Direct leak of 10 byte(s) in 1 object(s) allocated from:
    #0 0x7fb665a210f0 in operator new[](unsigned long) (/usr/lib/clang/4.0.0/lib/linux/libclang_rt.asan-x86_64.so+0x10e0f0)
    #1 0x7fb6617fd6da  (<unknown module>)
    #2 0x7fb6617fd75f  (<unknown module>)
    #3 0x402954 in main /home/jae/projects/clang_memcheck/main.cpp:31:5
    #4 0x7fb6648d4439 in __libc_start_main (/usr/lib/libc.so.6+0x20439)

SUMMARY: AddressSanitizer: 20 byte(s) leaked in 2 allocation(s).

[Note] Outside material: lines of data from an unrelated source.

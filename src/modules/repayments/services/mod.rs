pub mod csv_exporter;
pub mod simulator;
pub mod summary_renderer;

pub use csv_exporter::LedgerCsvExporter;
pub use simulator::{simulate, RepaymentSimulator, HORIZON_MONTHS, TOLERANCE};
pub use summary_renderer::SummaryRenderer;
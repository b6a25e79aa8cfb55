pub mod calendar;
pub mod error;

pub use calendar::{MonthLabel, MAX_YEAR, MIN_YEAR};
pub use error::{AppError, Result};
use crate::core::{AppError, Result};
use std::env;

/// Server configuration for HTTP server
#[derive(Debug, Clone)]
pub struct ServerConfig {
    pub host: String,
    pub port: u16,
    pub workers: usize,
    /// Origin allowed by CORS outside development; `None` means same-origin only
    pub cors_allowed_origin: Option<String>,
}

impl ServerConfig {
    pub fn new(host: String, port: u16) -> Self {
        Self {
            host,
            port,
            workers: default_workers(),
            cors_allowed_origin: None,
        }
    }

    pub fn from_env() -> Result<Self> {
        let mut config = Self::new(
            env::var("SERVER_HOST").unwrap_or_else(|_| "127.0.0.1".to_string()),
            env::var("SERVER_PORT")
                .unwrap_or_else(|_| "8080".to_string())
                .parse()
                .map_err(|_| AppError::configuration("Invalid SERVER_PORT"))?,
        );

        if let Ok(workers) = env::var("SERVER_WORKERS") {
            config.workers = workers
                .parse()
                .map_err(|_| AppError::configuration("Invalid SERVER_WORKERS"))?;
        }

        config.cors_allowed_origin = env::var("CORS_ALLOWED_ORIGIN")
            .ok()
            .filter(|origin| !origin.trim().is_empty());

        Ok(config)
    }

    pub fn bind_address(&self) -> String {
        format!("{}:{}", self.host, self.port)
    }
}

// Simulations are short CPU bursts on the blocking pool, so one worker per core is enough
fn default_workers() -> usize {
    std::thread::available_parallelism()
        .map(|n| n.get())
        .unwrap_or(1)
}
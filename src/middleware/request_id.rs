use actix_web::{
    dev::{forward_ready, Service, ServiceRequest, ServiceResponse, Transform},
    http::header::{HeaderName, HeaderValue},
    Error, HttpMessage,
};
use futures_util::future::LocalBoxFuture;
use std::future::{ready, Ready};
use uuid::Uuid;

pub const REQUEST_ID_HEADER: &str = "x-request-id";

/// Request identifier stored in request extensions, read by the error logger
/// and available to handlers through `web::ReqData<RequestIdValue>`
#[derive(Debug, Clone)]
pub struct RequestIdValue(pub String);

/// Tags every request with an ID, echoed back in the `X-Request-ID` response header
pub struct RequestId;

impl<S, B> Transform<S, ServiceRequest> for RequestId
where
    S: Service<ServiceRequest, Response = ServiceResponse<B>, Error = Error>,
    S::Future: 'static,
    B: 'static,
{
    type Response = ServiceResponse<B>;
    type Error = Error;
    type InitError = ();
    type Transform = RequestIdMiddleware<S>;
    type Future = Ready<Result<Self::Transform, Self::InitError>>;

    fn new_transform(&self, service: S) -> Self::Future {
        ready(Ok(RequestIdMiddleware { service }))
    }
}

pub struct RequestIdMiddleware<S> {
    service: S,
}

impl<S, B> Service<ServiceRequest> for RequestIdMiddleware<S>
where
    S: Service<ServiceRequest, Response = ServiceResponse<B>, Error = Error>,
    S::Future: 'static,
    B: 'static,
{
    type Response = ServiceResponse<B>;
    type Error = Error;
    type Future = LocalBoxFuture<'static, Result<Self::Response, Self::Error>>;

    forward_ready!(service);

    fn call(&self, req: ServiceRequest) -> Self::Future {
        // Propagate a caller-supplied ID, otherwise mint one
        let request_id = req
            .headers()
            .get(REQUEST_ID_HEADER)
            .and_then(|h| h.to_str().ok())
            .filter(|s| !s.is_empty())
            .map(|s| s.to_string())
            .unwrap_or_else(|| Uuid::new_v4().to_string());

        req.extensions_mut()
            .insert(RequestIdValue(request_id.clone()));

        tracing::debug!(
            request_id = %request_id,
            method = %req.method(),
            path = %req.path(),
            "Incoming request"
        );

        let fut = self.service.call(req);

        Box::pin(async move {
            let mut res = fut.await?;

            if let Ok(value) = HeaderValue::from_str(&request_id) {
                res.headers_mut()
                    .insert(HeaderName::from_static(REQUEST_ID_HEADER), value);
            }

            tracing::debug!(
                request_id = %request_id,
                status = %res.status(),
                "Request completed"
            );

            Ok(res)
        })
    }
}
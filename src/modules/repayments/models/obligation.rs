use serde::{Deserialize, Serialize};

use crate::modules::repayments::{SimulationError, TOLERANCE};

/// A person owed money, repaid proportionally to their current balance
#[derive(Debug, Clone, PartialEq, Serialize, Deserialize)]
pub struct Debtor {
    /// Unique, non-empty display name; doubles as the ledger key
    pub name: String,
    /// Outstanding balance at the start of the plan
    pub debt: f64,
}

impl Debtor {
    pub fn new(name: impl Into<String>, debt: f64) -> Self {
        Self {
            name: name.into(),
            debt,
        }
    }

    pub fn validate(&self) -> Result<(), SimulationError> {
        if self.name.trim().is_empty() {
            return Err(SimulationError::invalid_obligation(
                "debtor name must not be empty",
            ));
        }

        if !self.debt.is_finite() || self.debt <= TOLERANCE {
            return Err(SimulationError::invalid_obligation(format!(
                "debt owed to {} must be greater than {}, got {}",
                self.name, TOLERANCE, self.debt
            )));
        }

        Ok(())
    }
}

/// A fixed-term course paid off in equal monthly instalments
#[derive(Debug, Clone, PartialEq, Serialize, Deserialize)]
pub struct Course {
    /// Total fee
    pub fee: f64,
    /// Number of monthly instalments
    pub months: u32,
}

impl Course {
    pub fn new(fee: f64, months: u32) -> Self {
        Self { fee, months }
    }

    /// Fixed instalment drawn each month until the fee is settled
    pub fn monthly_amount(&self) -> f64 {
        self.fee / f64::from(self.months)
    }

    /// Positional ledger key, 1-based in input order
    pub fn id_for(position: usize) -> String {
        format!("course_{}", position + 1)
    }

    pub fn validate(&self, position: usize) -> Result<(), SimulationError> {
        if !self.fee.is_finite() || self.fee <= TOLERANCE {
            return Err(SimulationError::invalid_obligation(format!(
                "{} fee must be greater than {}, got {}",
                Self::id_for(position),
                TOLERANCE,
                self.fee
            )));
        }

        if self.months == 0 {
            return Err(SimulationError::invalid_obligation(format!(
                "{} must run for at least one month",
                Self::id_for(position)
            )));
        }

        Ok(())
    }
}
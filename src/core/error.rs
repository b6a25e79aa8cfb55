use actix_web::{error::ResponseError, http::StatusCode, HttpResponse};

use crate::modules::repayments::SimulationError;

/// Application-wide Result type
pub type Result<T> = std::result::Result<T, AppError>;

/// Main application error type
#[derive(thiserror::Error, Debug)]
pub enum AppError {
    /// Request payload failed boundary validation
    #[error("Validation error: {0}")]
    Validation(String),

    /// The simulator rejected the plan or did not converge
    #[error("Simulation error: {0}")]
    Simulation(#[from] SimulationError),

    /// Configuration errors
    #[error("Configuration error: {0}")]
    Configuration(String),

    /// Ledger export failed while writing CSV
    #[error("CSV export error: {0}")]
    Csv(#[from] csv::Error),

    /// HTTP client errors
    #[error("HTTP client error: {0}")]
    HttpClient(#[from] reqwest::Error),

    /// Internal server errors
    #[error("Internal error: {0}")]
    Internal(String),
}

impl ResponseError for AppError {
    fn error_response(&self) -> HttpResponse {
        let status_code = self.status_code();
        let error_message = self.to_string();

        HttpResponse::build(status_code).json(serde_json::json!({
            "status": "error",
            "error": {
                "message": error_message,
                "code": status_code.as_u16(),
            }
        }))
    }

    fn status_code(&self) -> StatusCode {
        match self {
            AppError::Validation(_) => StatusCode::BAD_REQUEST,
            AppError::Simulation(SimulationError::ExceededHorizon { .. }) => {
                StatusCode::UNPROCESSABLE_ENTITY
            }
            AppError::Simulation(_) => StatusCode::BAD_REQUEST,
            AppError::Configuration(_) => StatusCode::INTERNAL_SERVER_ERROR,
            AppError::Csv(_) => StatusCode::INTERNAL_SERVER_ERROR,
            AppError::HttpClient(_) => StatusCode::BAD_GATEWAY,
            AppError::Internal(_) => StatusCode::INTERNAL_SERVER_ERROR,
        }
    }
}

// Helper functions for common error scenarios
impl AppError {
    pub fn validation(msg: impl Into<String>) -> Self {
        AppError::Validation(msg.into())
    }

    pub fn configuration(msg: impl Into<String>) -> Self {
        AppError::Configuration(msg.into())
    }

    pub fn internal(msg: impl Into<String>) -> Self {
        AppError::Internal(msg.into())
    }
}
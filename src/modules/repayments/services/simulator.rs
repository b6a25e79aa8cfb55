use std::collections::{BTreeMap, HashSet};

use tracing::{debug, info, trace, warn};

use crate::core::{MonthLabel, MAX_YEAR, MIN_YEAR};
use crate::modules::repayments::error::SimulationError;
use crate::modules::repayments::models::{
    Course, MonthRecord, SimulationInput, SimulationResult, SimulationStatus,
};

/// Balances at or below this are treated as settled
pub const TOLERANCE: f64 = 0.001;

/// Maximum number of simulated months before a run is declared non-convergent
pub const HORIZON_MONTHS: u32 = 2000;

/// Month-by-month allocation of disposable income across courses and debtors
///
/// Each month courses are served first, in input order, each drawing at most
/// its fixed instalment. Whatever income is left is then split across the
/// debtors still owed money in proportion to their current balances, taken
/// from a snapshot at the start of the debtor pass so list position never
/// favours one debtor over another.
pub struct RepaymentSimulator;

#[derive(Debug)]
struct CourseBalance {
    id: String,
    monthly_amount: f64,
    remaining: f64,
}

#[derive(Debug)]
struct DebtorBalance {
    name: String,
    remaining: f64,
}

impl RepaymentSimulator {
    /// Run the plan to completion or to the horizon
    ///
    /// # Errors
    /// - `InvalidIncome` / `InsufficientIncome` when there is no disposable income
    /// - `InvalidStartMonth` when the start month is outside 1-12
    /// - `InvalidBaseYear` when the base year is outside `MIN_YEAR..=MAX_YEAR`
    /// - `NoObligations` when there is nothing to repay
    /// - `InvalidObligation` for amounts at or below `TOLERANCE`, empty or
    ///   duplicate names
    /// - `ExceededHorizon` when obligations remain after `HORIZON_MONTHS`; the
    ///   partial ledger is carried on the error
    pub fn simulate(input: &SimulationInput) -> Result<SimulationResult, SimulationError> {
        Self::validate(input)?;

        let disposable_income = input.disposable_income();

        let mut courses: Vec<CourseBalance> = input
            .courses
            .iter()
            .enumerate()
            .map(|(position, course)| CourseBalance {
                id: Course::id_for(position),
                monthly_amount: course.monthly_amount(),
                remaining: course.fee,
            })
            .collect();

        let mut debtors: Vec<DebtorBalance> = input
            .debtors
            .iter()
            .map(|debtor| DebtorBalance {
                name: debtor.name.clone(),
                remaining: debtor.debt,
            })
            .collect();

        info!(
            disposable_income,
            debtors = debtors.len(),
            courses = courses.len(),
            start_month = input.start_month,
            base_year = input.base_year,
            "Starting repayment simulation"
        );

        let mut ledger = Vec::new();
        let mut course_completion_month = BTreeMap::new();
        let mut debtor_completion_month = BTreeMap::new();
        let mut month_index = 0u32;

        while !Self::all_settled(&courses, &debtors) {
            if month_index >= HORIZON_MONTHS {
                warn!(
                    months = month_index,
                    outstanding_debt = debtors.iter().map(|d| d.remaining).sum::<f64>(),
                    outstanding_fees = courses.iter().map(|c| c.remaining).sum::<f64>(),
                    "Repayment simulation exceeded horizon"
                );

                return Err(SimulationError::ExceededHorizon {
                    partial: Box::new(SimulationResult {
                        ledger,
                        course_completion_month,
                        debtor_completion_month,
                        total_months: month_index,
                        status: SimulationStatus::ExceededHorizon,
                    }),
                });
            }

            month_index += 1;
            let mut income_left = disposable_income;

            let course_payments = Self::pay_courses(
                &mut courses,
                &mut income_left,
                month_index,
                &mut course_completion_month,
            );

            let debtor_payments = Self::pay_debtors(
                &mut debtors,
                &mut income_left,
                month_index,
                &mut debtor_completion_month,
            );

            let record = MonthRecord {
                month_index,
                calendar_label: MonthLabel::for_month(
                    input.base_year,
                    input.start_month,
                    month_index,
                ),
                disposable_income,
                course_payments,
                debtor_payments,
                remaining_course_fees: courses
                    .iter()
                    .map(|c| (c.id.clone(), c.remaining))
                    .collect(),
                remaining_debtor_balances: debtors
                    .iter()
                    .map(|d| (d.name.clone(), d.remaining))
                    .collect(),
                total_paid_this_month: disposable_income - income_left,
                leftover_income_this_month: income_left,
            };

            trace!(
                month = month_index,
                label = %record.calendar_label,
                paid = record.total_paid_this_month,
                leftover = record.leftover_income_this_month,
                "Simulated month"
            );

            ledger.push(record);
        }

        info!(total_months = month_index, "Repayment simulation completed");

        Ok(SimulationResult {
            ledger,
            course_completion_month,
            debtor_completion_month,
            total_months: month_index,
            status: SimulationStatus::Ok,
        })
    }

    /// Check the preconditions once, before any month is simulated
    fn validate(input: &SimulationInput) -> Result<(), SimulationError> {
        for (label, value) in [
            ("monthly salary", input.monthly_salary),
            ("living expense", input.living_expense),
        ] {
            if !value.is_finite() || value < 0.0 {
                return Err(SimulationError::InvalidIncome(format!(
                    "{} must be a non-negative number, got {}",
                    label, value
                )));
            }
        }

        if input.monthly_salary <= input.living_expense {
            return Err(SimulationError::InsufficientIncome {
                monthly_salary: input.monthly_salary,
                living_expense: input.living_expense,
            });
        }

        if !(1..=12).contains(&input.start_month) {
            return Err(SimulationError::InvalidStartMonth(input.start_month));
        }

        if !(MIN_YEAR..=MAX_YEAR).contains(&input.base_year) {
            return Err(SimulationError::InvalidBaseYear(input.base_year));
        }

        if input.debtors.is_empty() && input.courses.is_empty() {
            return Err(SimulationError::NoObligations);
        }

        let course_ids: HashSet<String> = (0..input.courses.len()).map(Course::id_for).collect();
        let mut names = HashSet::new();

        for debtor in &input.debtors {
            debtor.validate()?;

            if !names.insert(debtor.name.as_str()) {
                return Err(SimulationError::invalid_obligation(format!(
                    "debtor name {} is listed more than once",
                    debtor.name
                )));
            }

            if course_ids.contains(&debtor.name) {
                return Err(SimulationError::invalid_obligation(format!(
                    "debtor name {} clashes with a course identifier",
                    debtor.name
                )));
            }
        }

        for (position, course) in input.courses.iter().enumerate() {
            course.validate(position)?;
        }

        Ok(())
    }

    fn all_settled(courses: &[CourseBalance], debtors: &[DebtorBalance]) -> bool {
        courses.iter().all(|c| c.remaining <= TOLERANCE)
            && debtors.iter().all(|d| d.remaining <= TOLERANCE)
    }

    /// Serve courses in input order; earlier courses win when income is scarce
    fn pay_courses(
        courses: &mut [CourseBalance],
        income_left: &mut f64,
        month_index: u32,
        completion: &mut BTreeMap<String, u32>,
    ) -> BTreeMap<String, f64> {
        let mut payments = BTreeMap::new();

        for course in courses.iter_mut().filter(|c| c.remaining > TOLERANCE) {
            let pay = course.monthly_amount.min(course.remaining).min(*income_left);
            if pay <= 0.0 {
                continue;
            }

            course.remaining = (course.remaining - pay).max(0.0);
            *income_left = (*income_left - pay).max(0.0);
            payments.insert(course.id.clone(), pay);

            if course.remaining <= TOLERANCE {
                course.remaining = 0.0;
                completion.entry(course.id.clone()).or_insert(month_index);
                debug!(course = %course.id, month = month_index, "Course fee settled");
            }
        }

        payments
    }

    /// Split the residual income proportionally to a snapshot of active balances
    fn pay_debtors(
        debtors: &mut [DebtorBalance],
        income_left: &mut f64,
        month_index: u32,
        completion: &mut BTreeMap<String, u32>,
    ) -> BTreeMap<String, f64> {
        let mut payments = BTreeMap::new();

        let snapshot: Vec<(usize, f64)> = debtors
            .iter()
            .enumerate()
            .filter(|(_, d)| d.remaining > TOLERANCE)
            .map(|(i, d)| (i, d.remaining))
            .collect();
        let total_active: f64 = snapshot.iter().map(|(_, balance)| balance).sum();

        // Dust left over after the course pass is not worth distributing
        if total_active <= 0.0 || *income_left <= TOLERANCE {
            return payments;
        }

        let pool = *income_left;
        for (i, balance) in snapshot {
            let pay = (balance / total_active * pool).min(balance);
            if pay <= 0.0 {
                continue;
            }

            let debtor = &mut debtors[i];
            debtor.remaining = (debtor.remaining - pay).max(0.0);
            *income_left -= pay;
            payments.insert(debtor.name.clone(), pay);

            if debtor.remaining <= TOLERANCE {
                debtor.remaining = 0.0;
                completion.entry(debtor.name.clone()).or_insert(month_index);
                debug!(debtor = %debtor.name, month = month_index, "Debt settled");
            }
        }

        // Proportional shares can overshoot the pool by a rounding error
        *income_left = income_left.max(0.0);

        payments
    }
}

/// Convenience wrapper around [`RepaymentSimulator::simulate`]
pub fn simulate(input: &SimulationInput) -> Result<SimulationResult, SimulationError> {
    RepaymentSimulator::simulate(input)
}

While the leaks are detected, AddressSanitizer seems to be unable to resolve module name, function names and line numbers of the library which gets loaded via dlopen (printing ( < unknown module > ) instead), while libraries linked at compile time work flawlessly. My question is:

Is it possible to fix this using some compiler switches, or is there no way to get more information using AddressSanitizer when it comes to libraries loaded using dlopen? Obviously llvm-symbolizer can be found, or there wouldn't be line numbers for the other library. Running the program with

ASAN_OPTIONS=symbolize=1 ASAN_SYMBOLIZER_PATH=/usr/bin/llvm-symbolizer ./leak

does not result in a different output. I compiled the program with g++ instead, but the output remained the same. I also piped the output through asan_symbolize.py, but nothing changed. I don't know where to look next. Is there a fundamental mistake in my thinking? I'm not a specialist when it comes to dynamic loading of libraries.

Answer 1

I've been really cutting corners when it comes to tracking such problems in dynamically loaded libraries, but I just omit library unload code for testing purposes so symbols will be still available for sanitizer (and valgrind) when program terminates. Though doing so may lead to some false leak detection, as staff allocated by dlopen won't be freed.

And it seems that there is no proper solution for this problem because technically after library is unloaded nothing prevents another library to be loaded at the same address.

Answer 2

That's a known bug in ASan (see Issue 89). It has been around for a while but seems noone is motivated to fix it.